また、2025年春から連載が始まったアニメ『Lil Pudgys Show(リトルペンギンショー)』は、Pudgy Penguinsのメディア戦略における重要なマイルストーンです。このアニメはTheSoul Publishingと共同制作。Atlas、Eureka、Snofia、Springerという4匹のペンギンルームメイトの冒険を描き、舞台は「氷山の下」――氷山内部に隠された神秘の世界とされています。これにより今後のストーリー展開に十分な余地が確保されています。各キャラクターは独自の性格と背景を持ち、異なる年齢層の視聴者の感情的共鳴を促します。
『Lil Pudgys Show』の制作を担当するTheSoul Publishingは、全世界で20億人以上にリーチする世界的なコンテンツ制作会社。今回の協業は、Pudgy Penguinsがグローバルな子供層にリーチする重要なチャンネルとなります。
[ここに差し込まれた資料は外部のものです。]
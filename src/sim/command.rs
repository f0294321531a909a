//! Input command queue
//!
//! Raw key events are mapped to [`Command`]s (see `platform::keys`) and
//! queued here until the next tick drains them. Commands collapse per axis
//! with last-writer-wins, so a burst of presses between two ticks never
//! applies more than one move per axis. Pong paddles use [`HoldState`]
//! instead, which survives drains until the key is released.

use serde::{Deserialize, Serialize};

/// A discrete player command
#[derive(Debug, Clone, Copy, PartialEq, Eq, Hash, Serialize, Deserialize)]
pub enum Command {
    MoveLeft,
    MoveRight,
    MoveUp,
    MoveDown,
    Rotate,
    SoftDrop,
    HardDrop,
}

/// Queue slot a command occupies; one pending command per slot
#[derive(Debug, Clone, Copy, PartialEq, Eq)]
enum Slot {
    Horizontal = 0,
    Vertical = 1,
    Rotate = 2,
    SoftDrop = 3,
    HardDrop = 4,
}

const SLOT_COUNT: usize = 5;

impl Command {
    fn slot(&self) -> Slot {
        match self {
            Command::MoveLeft | Command::MoveRight => Slot::Horizontal,
            Command::MoveUp | Command::MoveDown => Slot::Vertical,
            Command::Rotate => Slot::Rotate,
            Command::SoftDrop => Slot::SoftDrop,
            Command::HardDrop => Slot::HardDrop,
        }
    }

    /// The reverse direction, for directional commands
    pub fn opposite(&self) -> Option<Command> {
        match self {
            Command::MoveLeft => Some(Command::MoveRight),
            Command::MoveRight => Some(Command::MoveLeft),
            Command::MoveUp => Some(Command::MoveDown),
            Command::MoveDown => Some(Command::MoveUp),
            _ => None,
        }
    }

    pub fn is_directional(&self) -> bool {
        self.opposite().is_some()
    }
}

/// Held paddle keys (Pong)
#[derive(Debug, Clone, Copy, PartialEq, Eq, Default, Serialize, Deserialize)]
pub struct HoldState {
    pub up: bool,
    pub down: bool,
}

impl HoldState {
    /// Vertical step sign: -1 up, 1 down, 0 when neither or both are held
    pub fn axis(&self) -> f32 {
        match (self.up, self.down) {
            (true, false) => -1.0,
            (false, true) => 1.0,
            _ => 0.0,
        }
    }
}

/// Input consumed by a single tick
#[derive(Debug, Clone, Default, PartialEq, Eq)]
pub struct TickInput {
    /// Surviving commands in the order they were last written
    pub commands: Vec<Command>,
    /// Paddle hold state at drain time
    pub hold: HoldState,
}

impl TickInput {
    pub fn with_commands(commands: &[Command]) -> Self {
        Self {
            commands: commands.to_vec(),
            hold: HoldState::default(),
        }
    }

    pub fn held(hold: HoldState) -> Self {
        Self {
            commands: Vec::new(),
            hold,
        }
    }
}

/// Pending commands between two ticks
#[derive(Debug, Clone, Default)]
pub struct CommandQueue {
    /// (write sequence, command) per slot
    slots: [Option<(u64, Command)>; SLOT_COUNT],
    seq: u64,
    /// Current heading; reversing it is dropped at push time
    heading: Option<Command>,
    hold: HoldState,
}

impl CommandQueue {
    pub fn new() -> Self {
        Self::default()
    }

    /// Set the heading used for reversal gating (`None` disables gating)
    pub fn set_heading(&mut self, heading: Option<Command>) {
        self.heading = heading.filter(Command::is_directional);
    }

    /// Queue a command. Returns false when it was dropped by direction gating.
    pub fn push(&mut self, command: Command) -> bool {
        if self.heading.and_then(|h| h.opposite()) == Some(command) {
            log::debug!("dropped reversal {:?} against heading {:?}", command, self.heading);
            return false;
        }
        self.seq += 1;
        self.slots[command.slot() as usize] = Some((self.seq, command));
        true
    }

    /// Mark a paddle key as held. Non-vertical commands are ignored.
    pub fn hold(&mut self, command: Command) {
        match command {
            Command::MoveUp => self.hold.up = true,
            Command::MoveDown => self.hold.down = true,
            _ => {}
        }
    }

    pub fn release(&mut self, command: Command) {
        match command {
            Command::MoveUp => self.hold.up = false,
            Command::MoveDown => self.hold.down = false,
            _ => {}
        }
    }

    pub fn hold_state(&self) -> HoldState {
        self.hold
    }

    pub fn is_empty(&self) -> bool {
        self.slots.iter().all(Option::is_none)
    }

    /// Take everything pending for the next tick
    pub fn drain(&mut self) -> TickInput {
        let mut pending: Vec<(u64, Command)> =
            self.slots.iter_mut().filter_map(Option::take).collect();
        pending.sort_by_key(|(seq, _)| *seq);
        TickInput {
            commands: pending.into_iter().map(|(_, c)| c).collect(),
            hold: self.hold,
        }
    }

    /// Drop pending commands and held keys (game reset)
    pub fn clear(&mut self) {
        self.slots = [None; SLOT_COUNT];
        self.hold = HoldState::default();
    }
}

#[cfg(test)]
mod tests {
    use super::*;

    #[test]
    fn test_last_writer_wins_per_axis() {
        let mut queue = CommandQueue::new();
        queue.push(Command::MoveLeft);
        queue.push(Command::MoveUp);
        queue.push(Command::MoveRight);

        let input = queue.drain();
        assert_eq!(input.commands, vec![Command::MoveUp, Command::MoveRight]);
        assert!(queue.is_empty());
        assert!(queue.drain().commands.is_empty());
    }

    #[test]
    fn test_reversal_is_dropped() {
        let mut queue = CommandQueue::new();
        queue.set_heading(Some(Command::MoveUp));

        assert!(!queue.push(Command::MoveDown));
        assert!(queue.push(Command::MoveLeft));
        assert_eq!(queue.drain().commands, vec![Command::MoveLeft]);
    }

    #[test]
    fn test_non_directional_heading_disables_gating() {
        let mut queue = CommandQueue::new();
        queue.set_heading(Some(Command::Rotate));
        assert!(queue.push(Command::MoveDown));
    }

    #[test]
    fn test_hold_survives_drain() {
        let mut queue = CommandQueue::new();
        queue.hold(Command::MoveUp);

        assert_eq!(queue.drain().hold.axis(), -1.0);
        assert_eq!(queue.drain().hold.axis(), -1.0);

        queue.hold(Command::MoveDown);
        assert_eq!(queue.drain().hold.axis(), 0.0);

        queue.release(Command::MoveUp);
        assert_eq!(queue.drain().hold.axis(), 1.0);

        queue.clear();
        assert_eq!(queue.hold_state(), HoldState::default());
    }
}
Pudgy Penguinsの未来:グローバルトップIPの究極形へ
機関市場進出とETFの実現推進

出典:Pudgy Penguins
Pudgy Penguinsは、これまでWeb3 IPが踏み入れなかった領域――機関金融市場への進出を模索しています。現在、Pudgy PenguinsはVanEck、Bitwiseといった主要資産運用会社のETF広告に登場。これらの機関はソーシャルメディアのプロフィール画像をPudgy Penguinsに変更することで支持を表明しています。最近では、Pudgy PenguinsチームがVanEckとともにナスダックの開場ベルを鳴らすイベントを開催。これはWeb3プロジェクトとしては初めての出来事です。
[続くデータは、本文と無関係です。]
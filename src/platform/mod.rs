//! Platform abstraction layer
//!
//! Handles browser/native differences for:
//! - Input events (browser `KeyboardEvent.key` names to commands)
//! - Storage (LocalStorage on web, nothing natively)

pub mod keys;
pub mod storage;

pub use keys::{KeyEvent, map_key};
2025年3月、Pudgy PenguinsはCanary Capitalを通じて米SECにETF申請を提出し、業界に衝撃を与えました。このETFは「NFT+トークン」のハイブリッド構造を採用。単一トークンモデルではなく、NFT資産の証券化における全く新しいパラダイムを切り開きました。

出典:Pudgy Penguins
現在、Pudgy Penguins ETFの審査プロセスは順調に進行しています。2025年6月、シカゴオプション取引所(CBOE)がCanary CapitalのPudgy Penguins ETFに対して19b-4申請(取引所製品上場申請)を提出。7月、SECが申請を受け取り、審査手続きを正式に開始しました。また、Pudgy Penguinsチームは最近、米国政府の公式規制アドバイザーに任命され、この役割は非常に重要な長期的戦略的価値を持ちます。規制ルール策定プロセスに参加することで、自らに有利な市場環境を創出し、潜在的な規制リスクを回避できるだけでなく、「政府承認プロジェクト」という属性により、保守的な機関投資家の参入ハードルを大幅に下げることができます。